IV appuntamento al MArteLive 2008: SUD. Suoni di tradizione
Il_7 sulla Pittura- IV serata
Amalia Caratozzolo incide e scava forme di linoleum e le imbeve di colore usando poi queste matrici per ottenere delle stampe a pressione piuttosto grezze, che si impongono all’occhio come timbri simil-xilografici, ritratti di sintesi estremamente iconici, sorta di marchi madonnari post-bizantini che raffigurano altrettante martiri in un’ascetico bianco e nero.
E se queste immaginette sono marchi d’infamia, lo sono perché rimandano a dei maschiacci senza cuore di cui le sante sono rimaste vittime, secondo la stessa spiegazione fornita dall’autrice. Non saremo noi ad accreditare l’ipotesi indiscreta secondo cui la Caratozzolo stessa ha incontrato un seminarista subdolo e poco devoto; rispettiamo il suo riserbo, e ci uniamo al suo duolo nel rimpiangere il tanto tempo sprecato a cercar di redimere un falso angelo. L’artista, nota ai lettori delle riviste Blue e Fefé per i suoi testi satirici, dichiara, messa alle strette, di non avere poi tutta questa vocazione per il riscatto dei peccatori, ma “le sante hanno delle storie strane”, si sa, ed anche se lei non è credente, ha ritenuto di rendere un accorato omaggio alle donne e alle tradizioni religiose della sua terra, la Sicilia, serializzando la loro santità in queste lunghe sequenze, interrotte a tratti da un ex voto!
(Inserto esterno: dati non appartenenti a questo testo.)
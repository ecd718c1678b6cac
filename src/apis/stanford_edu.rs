use serde_json::json;
use tracing::{info, instrument};

use crate::constants::STANFORD_EDU_SOURCE;
use crate::error::Result;
use crate::types::{CourseSource, RawRecord};

/// Stanford summer listings, in the provider's own field names
pub struct StanfordEduSource;

impl Default for StanfordEduSource {
    fn default() -> Self {
        Self::new()
    }
}

impl StanfordEduSource {
    pub fn new() -> Self {
        Self
    }
}

#[async_trait::async_trait]
impl CourseSource for StanfordEduSource {
    fn name(&self) -> &str {
        STANFORD_EDU_SOURCE
    }

    fn domain(&self) -> &str {
        "summer.stanford.edu"
    }

    #[instrument(skip(self))]
    async fn crawl(&self) -> Result<Vec<RawRecord>> {
        let records = vec![
            json!({
                "source_url": "https://summer.stanford.edu/courses/cs101",
                "course_name": "Introduction to Computer Science",
                "subject_area": "Computer Science",
                "summary": "Learn the fundamentals of programming with Python.",
                "length_weeks": 6,
                "session_label": "Session 1",
                "credit_hours": 3,
                "meeting_pattern": "Mon, Wed, Fri 9:00 AM - 12:00 PM",
                "venue": "Building A, Room 201",
                "institution": "Stanford University",
                "cost": "$4,250 per session"
            }),
            json!({
                "source_url": "https://summer.stanford.edu/courses/web-bootcamp",
                "course_name": "Web Development Bootcamp",
                "subject_area": "Computer Science",
                "summary": "Build modern websites using HTML, CSS, JavaScript, and React.",
                "length_weeks": 6,
                "session_label": "Session 1",
                "credit_hours": 4,
                "prereq": "Introduction to Computer Science or basic programming knowledge",
                "meeting_pattern": "Tue, Thu 1:00 PM - 4:00 PM",
                "venue": "Hybrid: Building A, Room 203 and Zoom",
                "institution": "Carnegie Mellon University"
            }),
        ];

        info!("Collected {} records from {}", records.len(), self.name());
        Ok(records)
    }
}
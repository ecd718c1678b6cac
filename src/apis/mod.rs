pub mod http_json;
pub mod stanford_edu;
pub mod yale_edu;

use std::sync::Arc;

use crate::config::Config;
use crate::constants::{STANFORD_EDU_SOURCE, YALE_EDU_SOURCE};
use crate::error::{IngestError, Result};
use crate::infra::http_client::HttpClientPort;
use crate::types::CourseSource;

use http_json::HttpJsonSource;
use stanford_edu::StanfordEduSource;
use yale_edu::YaleEduSource;

fn create_builtin(name: &str) -> Option<Box<dyn CourseSource>> {
    match name {
        STANFORD_EDU_SOURCE => Some(Box::new(StanfordEduSource::new())),
        YALE_EDU_SOURCE => Some(Box::new(YaleEduSource::new())),
        _ => None,
    }
}

/// Every available source: built-ins first, then configured HTTP sources
pub fn all_sources(config: &Config, http: Arc<dyn HttpClientPort>) -> Vec<Box<dyn CourseSource>> {
    let mut sources: Vec<Box<dyn CourseSource>> = crate::constants::get_builtin_sources()
        .into_iter()
        .filter_map(create_builtin)
        .collect();

    for source in &config.sources {
        sources.push(Box::new(HttpJsonSource::new(source.clone(), http.clone())));
    }
    sources
}

/// Resolve the selected source names; no selection means every source
pub fn select_sources(
    config: &Config,
    http: Arc<dyn HttpClientPort>,
    selected: Option<&[String]>,
) -> Result<Vec<Box<dyn CourseSource>>> {
    let available = all_sources(config, http);
    let Some(selected) = selected.filter(|s| !s.is_empty()) else {
        return Ok(available);
    };

    let missing: Vec<&str> = selected
        .iter()
        .filter(|name| !available.iter().any(|s| s.name() == name.as_str()))
        .map(String::as_str)
        .collect();
    if !missing.is_empty() {
        return Err(IngestError::UnknownSource(missing.join(", ")));
    }

    // Keep the caller's order
    let mut available = available;
    let mut chosen = Vec::with_capacity(selected.len());
    for name in selected {
        if let Some(pos) = available.iter().position(|s| s.name() == name.as_str()) {
            chosen.push(available.remove(pos));
        }
    }
    Ok(chosen)
}

#[cfg(test)]
mod tests {
    use super::*;
    use crate::config::HttpSourceConfig;
    use async_trait::async_trait;
    use serde_json::Value;

    struct NoHttp;

    #[async_trait]
    impl HttpClientPort for NoHttp {
        async fn get_json(&self, url: &str) -> Result<Value> {
            Err(IngestError::Source { message: format!("offline: {url}") })
        }
    }

    fn config_with_http_source() -> Config {
        let mut config = Config::default();
        config.sources.push(HttpSourceConfig {
            name: "mit_edu".to_string(),
            url: "https://example.org/mit.json".to_string(),
            records_pointer: None,
        });
        config
    }

    #[test]
    fn test_all_sources_lists_builtins_and_configured() {
        let names: Vec<String> = all_sources(&config_with_http_source(), Arc::new(NoHttp))
            .iter()
            .map(|s| s.name().to_string())
            .collect();
        assert_eq!(names, vec!["stanford_edu", "yale_edu", "mit_edu"]);
    }

    #[test]
    fn test_selection_keeps_requested_order() {
        let selected = vec!["yale_edu".to_string(), "stanford_edu".to_string()];
        let sources = select_sources(&Config::default(), Arc::new(NoHttp), Some(&selected)).unwrap();
        let names: Vec<&str> = sources.iter().map(|s| s.name()).collect();
        assert_eq!(names, vec!["yale_edu", "stanford_edu"]);
    }

    #[test]
    fn test_unknown_source_is_an_error() {
        let selected = vec!["yale_edu".to_string(), "hogwarts_edu".to_string()];
        let result = select_sources(&Config::default(), Arc::new(NoHttp), Some(&selected));
        match result {
            Err(IngestError::UnknownSource(names)) => assert_eq!(names, "hogwarts_edu"),
            other => panic!("expected UnknownSource, got {:?}", other.map(|s| s.len())),
        }
    }
}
Flavio Romani lascia che lo spazio venga corroso da un un espressionismo polimaterico in cui la foga gestuale è supportata da strumenti come super-spatole addentellate, strisciate di cartone strapazzato e riporti di terra misti a colore o colla, per rendere accidentata e avventurosa la superficie dei suoi pannelli, comprese le bruciature tonde sulla plastica. L’atteggiamento con cui procede non è comunque orientato sempre ad una drammatizzazione dell’atto creativo, perchè la visceralità è comunque temperata da un uso esuberante del colore, anche se certe granulosità ottenute con ghiaia, in qualche angolo sembrano pronte a creare escoriazioni! L’approccio anti-intellettualistico lo allontana sensibilmente dai suoi modelli: Rauschenberg, Burri, Fontana tuttavia le forme trasparenti di plastica squagliata, che Romani dice di essersi procurato avventandosi su scarti di plastici architettonici, sembrano promettere futuri assestamenti dello stile.
Marco Matrone sfoggia un disegno accurato che restituisce con precisione e cura nella costru-zione geometrica, i tratti di volti dalla nobiltà guerriera – un faraone, un indio – incastonati in un gioco di linee e spazi modulati con fluidità. Ama far risaltare queste fattezze ieratiche su sfondi non figurativi perché ciò gli consente di canalizzare il fuoco e la direzione degli sguardi dei fruitori lungo le direttrici fornite da segni grafici quali linee e frecce, vagheggiando uno smarrimento percettivo che può accendere reminescenze di Klee o bloccarsi sugli sguardi magnetici di queste figure orientaleggianti la cui verticalità solo a livello inconscio può spiegarsi con la affascinata ri-cerca di un principio d’autorità.
Il giovanissimo Livio Fontana si dedica attualmente all’assemblaggio di ritagli vivacissimi che compongono immagini sfacciatamente pop. Il suo collage è di una voracità entusiasta e onnivora, e non si nega scolature nere che scendono giù come bistro sciolto dagli occhi di una femmina aggressiva quanto basta per farsi blindare il primo piano da strisce metalliche ai lati. Anche se l’obiettivo sembra essere una forma di Art Brut alla Enrico Baj, Fontana ancora si sta distaccando da una certa ingenuità naif evidente e forse cercata nelle sue prime prove, che esponeva in fotografia. La sua ricerca è ancora in corso, e nulla può precludergli la conquista di una maggiore accuratezza.
Un’ultima notazione per lo special guest Damiano Tullio, già vincitore del contest lo scorso anno, le cui valenze culturali e antropologiche risultano tanto consapevoli da accendere di un magnetismo misterico le sue creazioni, la cui matericità urla la sua arcaicità con tutti i materiali e gli strumenti del suo operare, che se non avesse un sostrato religioso ptrebbe essere avvicinato per pregnanza e ammirevole povertà a quello di un Joseph Beuys. Complimenti.